There is no more communal dining and "less and less interaction," Qazi said, to "keep our residents healthy and also our staff healthy."

Qazi also operates Regency at Livonia, where 15 people died in recent weeks. The reason, he said, is "difficult to pinpoint."

Detroit's Chief Public Health Officer Denise Fair said the city has administered 1,445 tests in 21 of the 26 nursing homes in the city. There have been 357 COVID-positive cases, an infection rate of 26% and 129 total deaths.

Duggan has said he wouldn't be surprised if, when the pandemic is over, 20% to 25% of the city's victims were nursing home residents and staff.

The city said that four health experts from the Centers for Disease Control and Prevention will help Detroit respond to nursing homes and skilled nursing facilities by developing testing strategy, making site visits and conducting staff training. 

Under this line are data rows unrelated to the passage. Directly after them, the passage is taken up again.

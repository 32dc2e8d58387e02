//! Directory layout, resolved once per process from `BLASTUI_*` variables.
//!
//! ```text
//! $BLASTUI_HOME (~/.blastui)
//! ├── config.toml
//! ├── databases/<name>/{metadata.json, blastdb.*}   BLASTUI_DATABASES_DIR
//! └── tools/blast/<version>/bin                     BLASTUI_TOOLS_DIR
//! $BLASTUI_WORKSPACE_DIR ($TMPDIR/blastui)          per-session scratch
//! ```

use std::env;
use std::path::PathBuf;
use std::sync::OnceLock;

static HOME_DIR: OnceLock<PathBuf> = OnceLock::new();
static DATABASES_DIR: OnceLock<PathBuf> = OnceLock::new();
static TOOLS_DIR: OnceLock<PathBuf> = OnceLock::new();
static WORKSPACE_DIR: OnceLock<PathBuf> = OnceLock::new();

fn from_env_or(
    cell: &'static OnceLock<PathBuf>,
    var: &str,
    fallback: impl FnOnce() -> PathBuf,
) -> PathBuf {
    cell.get_or_init(|| env::var_os(var).map(PathBuf::from).unwrap_or_else(fallback))
        .clone()
}

/// `BLASTUI_HOME`, or `.blastui` in the user's home directory
pub fn blastui_home() -> PathBuf {
    from_env_or(&HOME_DIR, "BLASTUI_HOME", || {
        env::var_os("HOME")
            .or_else(|| env::var_os("USERPROFILE"))
            .map(PathBuf::from)
            .unwrap_or_else(|| PathBuf::from("."))
            .join(".blastui")
    })
}

pub fn blastui_databases_dir() -> PathBuf {
    from_env_or(&DATABASES_DIR, "BLASTUI_DATABASES_DIR", || {
        blastui_home().join("databases")
    })
}

/// Root of the managed BLAST+ installations
pub fn blastui_tools_dir() -> PathBuf {
    from_env_or(&TOOLS_DIR, "BLASTUI_TOOLS_DIR", || blastui_home().join("tools"))
}

/// Parent of the per-session temp workspaces
pub fn blastui_workspace_dir() -> PathBuf {
    from_env_or(&WORKSPACE_DIR, "BLASTUI_WORKSPACE_DIR", || {
        env::temp_dir().join("blastui")
    })
}

pub fn config_path() -> PathBuf {
    blastui_home().join("config.toml")
}

/// One line per resolved directory, for `-vv` diagnostics
pub fn describe_paths() -> String {
    [
        ("home", blastui_home()),
        ("config", config_path()),
        ("databases", blastui_databases_dir()),
        ("tools", blastui_tools_dir()),
        ("workspace", blastui_workspace_dir()),
    ]
    .iter()
    .map(|(label, path)| format!("{:>10}: {}", label, path.display()))
    .collect::<Vec<_>>()
    .join("\n")
}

The city this week also became the first in Michigan to offer drive-up testing for city staff and workers of essential city businesses without COVID-19 symptoms or prescriptions for testing. Those seeking the tests must have appointments. Businesses checks must be coordinated by companies or managers, officials said. 

Duggan said Tuesday 140 had signed up in one day and 5,000 employees from the food service industry, daycare centers, medical offices and postal workers were being scheduled for testing at a regional site at the former Michigan State Fairgrounds in Detroit. 

Detroit also was one of the first cities in the country to get rapid testing kits and machines from Illinois-based Abbott Laboratories. The mayor said 10 more of the machines arrived in the Wednesday. 

Nearly 80% of the deaths have occurred among individuals who are over the age of 60, according to city data. Three-quarters of the deaths have occurred among African Americans, while the incidence of cases among blacks in Detroit is nearly 65%. 

Women made up 55% of the people with confirmed cases of COVID-19, while men made up 55% of the COVID-19 related deaths. 

The mayor on Wednesday said residents shouldn't expect the annual June fireworks display along the Detroit River to take place as usual this year. It may be pushed back to later summer, fall or even the next year.

"I'm not going to allow crowds of that size on the original schedule," he said.